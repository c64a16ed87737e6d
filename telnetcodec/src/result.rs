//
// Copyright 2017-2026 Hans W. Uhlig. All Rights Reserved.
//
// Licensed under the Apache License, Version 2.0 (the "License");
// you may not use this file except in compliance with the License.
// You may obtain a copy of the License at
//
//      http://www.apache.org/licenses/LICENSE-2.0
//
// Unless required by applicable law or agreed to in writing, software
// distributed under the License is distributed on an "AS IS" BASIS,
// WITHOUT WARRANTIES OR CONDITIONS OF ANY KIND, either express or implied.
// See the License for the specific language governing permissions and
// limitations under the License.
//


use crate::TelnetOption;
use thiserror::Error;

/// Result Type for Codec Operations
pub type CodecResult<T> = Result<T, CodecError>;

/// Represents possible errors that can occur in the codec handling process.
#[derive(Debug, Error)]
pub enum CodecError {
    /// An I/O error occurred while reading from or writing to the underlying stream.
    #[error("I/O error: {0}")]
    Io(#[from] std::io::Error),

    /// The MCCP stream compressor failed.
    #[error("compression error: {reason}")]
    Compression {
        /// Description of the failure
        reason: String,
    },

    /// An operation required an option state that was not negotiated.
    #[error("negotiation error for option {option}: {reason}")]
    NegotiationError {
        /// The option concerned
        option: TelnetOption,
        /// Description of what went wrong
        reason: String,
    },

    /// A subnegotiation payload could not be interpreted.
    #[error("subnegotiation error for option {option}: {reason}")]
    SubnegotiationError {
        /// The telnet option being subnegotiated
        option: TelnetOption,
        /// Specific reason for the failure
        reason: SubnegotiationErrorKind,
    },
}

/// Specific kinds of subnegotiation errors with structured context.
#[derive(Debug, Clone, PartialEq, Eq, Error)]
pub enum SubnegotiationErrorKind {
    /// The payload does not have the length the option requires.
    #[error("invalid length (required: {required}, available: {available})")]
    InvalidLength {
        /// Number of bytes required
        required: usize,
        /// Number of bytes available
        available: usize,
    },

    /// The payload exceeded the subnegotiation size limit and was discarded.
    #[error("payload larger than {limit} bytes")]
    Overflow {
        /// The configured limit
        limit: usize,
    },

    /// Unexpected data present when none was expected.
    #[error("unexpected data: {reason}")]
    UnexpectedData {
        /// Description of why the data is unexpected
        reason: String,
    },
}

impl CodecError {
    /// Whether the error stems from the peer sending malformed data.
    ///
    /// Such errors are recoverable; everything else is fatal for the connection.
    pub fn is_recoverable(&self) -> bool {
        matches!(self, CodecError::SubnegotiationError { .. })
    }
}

**Exercise:** Whatever the number of entries above, each one is to be copied exactly.

**Response to this exercise:**
repository c64a16ed87737e6d
filename telnetcodec/src/result.rs
//
// Copyright 2017-2026 Hans W. Uhlig. All Rights Reserved.
//
// Licensed under the Apache License, Version 2.0 (the "License");
// you may not use this file except in compliance with the License.
// You may obtain a copy of the License at
//
//      http://www.apache.org/licenses/LICENSE-2.0
//
// Unless required by applicable law or agreed to in writing, software
// distributed under the License is distributed on an "AS IS" BASIS,
// WITHOUT WARRANTIES OR CONDITIONS OF ANY KIND, either express or implied.
// See the License for the specific language governing permissions and
// limitations under the License.
//


use crate::TelnetOption;
use thiserror::Error;

/// Result Type for Codec Operations
pub type CodecResult<T> = Result<T, CodecError>;

/// Represents possible errors that can occur in the codec handling process.
#[derive(Debug, Error)]
pub enum CodecError {
    /// An I/O error occurred while reading from or writing to the underlying stream.
    #[error("I/O error: {0}")]
    Io(#[from] std::io::Error),

    /// The MCCP stream compressor failed.
    #[error("compression error: {reason}")]
    Compression {
        /// Description of the failure
        reason: String,
    },

    /// An operation required an option state that was not negotiated.
    #[error("negotiation error for option {option}: {reason}")]
    NegotiationError {
        /// The option concerned
        option: TelnetOption,
        /// Description of what went wrong
        reason: String,
    },

    /// A subnegotiation payload could not be interpreted.
    #[error("subnegotiation error for option {option}: {reason}")]
    SubnegotiationError {
        /// The telnet option being subnegotiated
        option: TelnetOption,
        /// Specific reason for the failure
        reason: SubnegotiationErrorKind,
    },
}

/// Specific kinds of subnegotiation errors with structured context.
#[derive(Debug, Clone, PartialEq, Eq, Error)]
pub enum SubnegotiationErrorKind {
    /// The payload does not have the length the option requires.
    #[error("invalid length (required: {required}, available: {available})")]
    InvalidLength {
        /// Number of bytes required
        required: usize,
        /// Number of bytes available
        available: usize,
    },

    /// The payload exceeded the subnegotiation size limit and was discarded.
    #[error("payload larger than {limit} bytes")]
    Overflow {
        /// The configured limit
        limit: usize,
    },

    /// Unexpected data present when none was expected.
    #[error("unexpected data: {reason}")]
    UnexpectedData {
        /// Description of why the data is unexpected
        reason: String,
    },
}

impl CodecError {
    /// Whether the error stems from the peer sending malformed data.
    ///
    /// Such errors are recoverable; everything else is fatal for the connection.
    pub fn is_recoverable(&self) -> bool {
        matches!(self, CodecError::SubnegotiationError { .. })
    }
}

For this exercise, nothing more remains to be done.